Passei Mal no Cruzeiro e Voltei para a Cabine… Foi Assim que Descobri o Plano do Meu Marido
Drama

Passei Mal no Cruzeiro e Voltei para a Cabine… Foi Assim que Descobri o Plano do Meu Marido

08/09/2026

Naquela tarde, eu realmente pensei que a história tivesse terminado.

Eu estava errada.

Quatro dias depois, enquanto tomava café na casa dos meus pais, Eduardo chegou sem avisar.

Ele não tirou o casaco.

Não aceitou café.

E não se sentou.

Só colocou uma pasta fina sobre a mesa.

— Encontramos uma inconsistência.

Meu pai ergueu os olhos.

— Em qual conta?

— Não é uma conta.

Eduardo olhou para mim.

— É a herança de Helena.

Meu estômago se apertou.

— Os 300 milhões?

— Exatamente.

Abriu a pasta e colocou diante de nós uma cópia do documento original do fundo.

— Durante toda a investigação, partimos do princípio de que Lucas queria esperar você ser declarada morta para tentar acessar esse dinheiro.

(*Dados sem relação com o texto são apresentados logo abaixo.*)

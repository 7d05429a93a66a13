//! Rendering boundary - the minimal interface a GUI toolkit has to satisfy.

use crate::{ElementId, HeadingLevel, ImageData, SlotContent};

/// A single view (a monitor frame, an application tab, a table).
///
/// Ids are allocated by the caller and are unique within the view.
pub trait Renderer: Send {
    fn append_text(&mut self, id: ElementId, text: &str);

    fn append_heading(&mut self, id: ElementId, level: HeadingLevel, text: &str);

    fn append_separator(&mut self, id: ElementId);

    fn append_image(&mut self, id: ElementId, image: &ImageData);

    /// Append an empty placeholder that is filled later.
    fn append_slot(&mut self, id: ElementId);

    /// Set or replace the content of a previously appended slot.
    fn fill_slot(&mut self, id: ElementId, content: &SlotContent);

    /// Append a nested block and return the renderer that writes into it.
    ///
    /// The nested renderer goes away with this view; clearing or destroying
    /// the parent needs no further calls on it.
    fn append_frame(&mut self, id: ElementId) -> Box<dyn Renderer>;

    /// Destroy every appended element; the view stays usable.
    fn clear(&mut self);

    /// Destroy the view itself. No calls follow.
    fn destroy(&mut self);
}

/// Creates views inside an application's tab.
pub trait Surface: Send + Sync {
    fn open_view(&self, app: &str) -> Box<dyn Renderer>;
}
//! Shell key bindings, typed as `^<key>` on a line of their own.
//!
//! Keys are single characters, except the arrow names `left` and `right`.

/// What a bound key does.
#[derive(Debug, Clone, Copy, PartialEq, Eq)]
pub enum ShellAction {
    /// `^c`: discard the current input.
    ClearInput,
    /// `^d`
    Quit,
    /// `^r`: refresh the current application.
    Refresh,
    /// `^w`: close the current application's monitor.
    CloseMonitor,
    /// `^1`..`^9`: focus the Nth running application (0-based here).
    Focus(usize),
    /// `^left`: previous slide of the current slide show.
    PreviousSlide,
    /// `^right`
    NextSlide,
}

/// Parse a key binding. Anything that is not exactly one binding is `None`.
pub fn parse(input: &str) -> Option<ShellAction> {
    let key = input.trim().strip_prefix('^')?;
    match key.to_ascii_lowercase().as_str() {
        "left" => return Some(ShellAction::PreviousSlide),
        "right" => return Some(ShellAction::NextSlide),
        _ => {}
    }

    let mut chars = key.chars();
    let c = chars.next()?;
    if chars.next().is_some() {
        return None;
    }

    match c.to_ascii_lowercase() {
        'c' => Some(ShellAction::ClearInput),
        'd' => Some(ShellAction::Quit),
        'r' => Some(ShellAction::Refresh),
        'w' => Some(ShellAction::CloseMonitor),
        '1'..='9' => c.to_digit(10).map(|n| ShellAction::Focus(n as usize - 1)),
        _ => None,
    }
}

#[cfg(test)]
mod tests {
    use super::*;

    #[test]
    fn test_bindings() {
        assert_eq!(parse("^c"), Some(ShellAction::ClearInput));
        assert_eq!(parse("^D"), Some(ShellAction::Quit));
        assert_eq!(parse(" ^r "), Some(ShellAction::Refresh));
        assert_eq!(parse("^w"), Some(ShellAction::CloseMonitor));
        assert_eq!(parse("^1"), Some(ShellAction::Focus(0)));
        assert_eq!(parse("^9"), Some(ShellAction::Focus(8)));
        assert_eq!(parse("^left"), Some(ShellAction::PreviousSlide));
        assert_eq!(parse(" ^Right"), Some(ShellAction::NextSlide));
    }

    #[test]
    fn test_non_bindings() {
        assert_eq!(parse("^0"), None);
        assert_eq!(parse("^"), None);
        assert_eq!(parse("^rr"), None);
        assert_eq!(parse("r"), None);
        assert_eq!(parse("echo ^r"), None);
        assert_eq!(parse("^up"), None);
        assert_eq!(parse("^ left"), None);
    }
}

— Foi o que eu ouvi no iate.

— Sim. Só existe um problema.

Ele apontou para uma cláusula.

— Mesmo se você morresse, Lucas não receberia os 300 milhões.

Fiquei olhando para ele.

— Como assim?

Meu pai pegou o documento.

Leu.

Depois tornou a ler.

— Eduardo tem razão.

Eu quase ri de nervoso.

— Então Lucas estava planejando me matar por dinheiro que nunca receberia?

— Parece que ele acreditava que receberia.

— Quem disse isso a ele?

Eduardo permaneceu em silêncio.

Foi minha mãe quem percebeu.

— Cecília.

— Provavelmente — respondeu ele. — Mas existe algo ainda mais estranho.

Virou a página.

— Em caso de morte antes dos quarenta anos, o patrimônio não passa ao cônjuge. Ele retorna ao Fundo Atlântico.

Olhei para meu pai.

— Você sabia disso?

— Claro.

— Então por que ninguém mencionou?

— Porque até agora não parecia relevante.

Eduardo balançou a cabeça.

— Agora parece.

Ele colocou sobre a mesa uma lista de movimentações financeiras.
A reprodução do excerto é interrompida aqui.